Fünf Tage hat es gedauert, bis Natalia Prytula und Svitlana Kashchuk mit ihren Kindern und Enkeln Deutschland erreicht haben. Untergekommen sind sie bei Familie Dewies in Mönchengladbach. Dort leben sie nun zu zehnt. Wie lange, weiß niemand.


In der Fotogalerie von Natalia Prytulas Smartphone reihen sich Bilder vom Krieg aneinander. Jeden Tag werden es mehr, Nachbarn, Freunde und Familienangehörige, die noch in der Ukraine sind, schicken sie ihr zu. Aufnahmen, die so grausam sind, dass sie in den deutschen Nachrichten nicht gezeigt werden: Ein alter Mann wird in seinem Auto von einem Panzer abgeschossen, tote Menschen in den Straßen, schwarze Rauchwolken über dem zerstörten Flughafen von Winnyzja, der nächstgrößten Stadt ihres Heimatdorfes.

Es sind auch private Bilder darunter, die zeigen, wie Prytula und ihre Familie die Wochen bis zur Abreise nach Deutschland verbracht haben: In einem kleinen, fensterlosen Kellerraum der Nachbarin, weil sie selber keinen haben. „Wir haben den Raum nur verlassen, wenn wir ins Bad mussten“, sagt die Ukrainerin, die jetzt mit ihren zwei Kindern und ihrem Enkel in Deutschland ist. In Sicherheit. Aber abschalten kann sie nicht. Ihr Mann ist noch in der Ukraine, die Angst um ihn wächst mit jedem Video, das sie zugeschickt bekommt.


So geht es auch Svitlana Kashchuk. Sie ist mit ihren beiden Töchtern, ihrem Hund und ohne Mann nach Deutschland gekommen, nachdem sie einige Wochen in der Sauna ihres Kellers gelebt haben.

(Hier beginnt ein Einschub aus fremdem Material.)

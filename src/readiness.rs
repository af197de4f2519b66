//! Readiness classification of a single concept.
//!
//! Only direct prerequisites are inspected, so cycles in the prerequisite
//! graph cannot affect the result.

use serde::{Deserialize, Serialize};

use crate::mastery::MasterySet;

/// Derived learning state of a concept relative to a mastery set.
#[derive(Debug, Clone, Copy, PartialEq, Eq, Hash, Serialize, Deserialize)]
#[serde(rename_all = "lowercase")]
pub enum ReadinessState {
    /// Already mastered.
    Known,
    /// Not mastered, and every prerequisite is.
    Ready,
    /// Not mastered, and at least one prerequisite is not.
    Locked,
}

impl std::fmt::Display for ReadinessState {
    fn fmt(&self, f: &mut std::fmt::Formatter<'_>) -> std::fmt::Result {
        match self {
            ReadinessState::Known => write!(f, "known"),
            ReadinessState::Ready => write!(f, "ready"),
            ReadinessState::Locked => write!(f, "locked"),
        }
    }
}

/// Classify a concept from its local id and resolved prerequisite local ids.
///
/// `Known` takes precedence over everything else, even stale prerequisites.
pub fn classify(local_id: &str, prerequisites: &[String], known: &MasterySet) -> ReadinessState {
    if known.contains(local_id) {
        return ReadinessState::Known;
    }
    if prerequisites.iter().all(|p| known.contains(p)) {
        ReadinessState::Ready
    } else {
        ReadinessState::Locked
    }
}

Beide Frauen wollten eigentlich in der Ukraine bleiben. Doch ihre Männer haben sie darum gebeten, sich mit den Kindern in Sicherheit zu begeben. Auch ihre Eltern mussten sie zurücklassen. „Sie haben den Kindern den Vortritt gelassen und sich entschieden, da zu bleiben“, sagt Kashchuk. Sie muss immer wieder Luft holen, als sie das sagt.


Die beiden Frauen packten zwei Autos voll. Zu zehnt – mit noch drei weiteren Frauen, drei Kindern und zwei Babys – machten sie sich auf den Weg. Eine Adresse hatten sie: Erwin und Larissa Dewies in Mönchengladbach. Larissa Dewies kommt ursprünglich aus der Ukraine, aus der Stadt Mariupol, die zurzeit besetzt wird. Für sie und ihren Mann stand von Anfang an fest, dass sie Geflüchtete aufnehmen werden. „Wir wollten ihnen die Turnhalle ersparen“, sagt der 66-Jährige.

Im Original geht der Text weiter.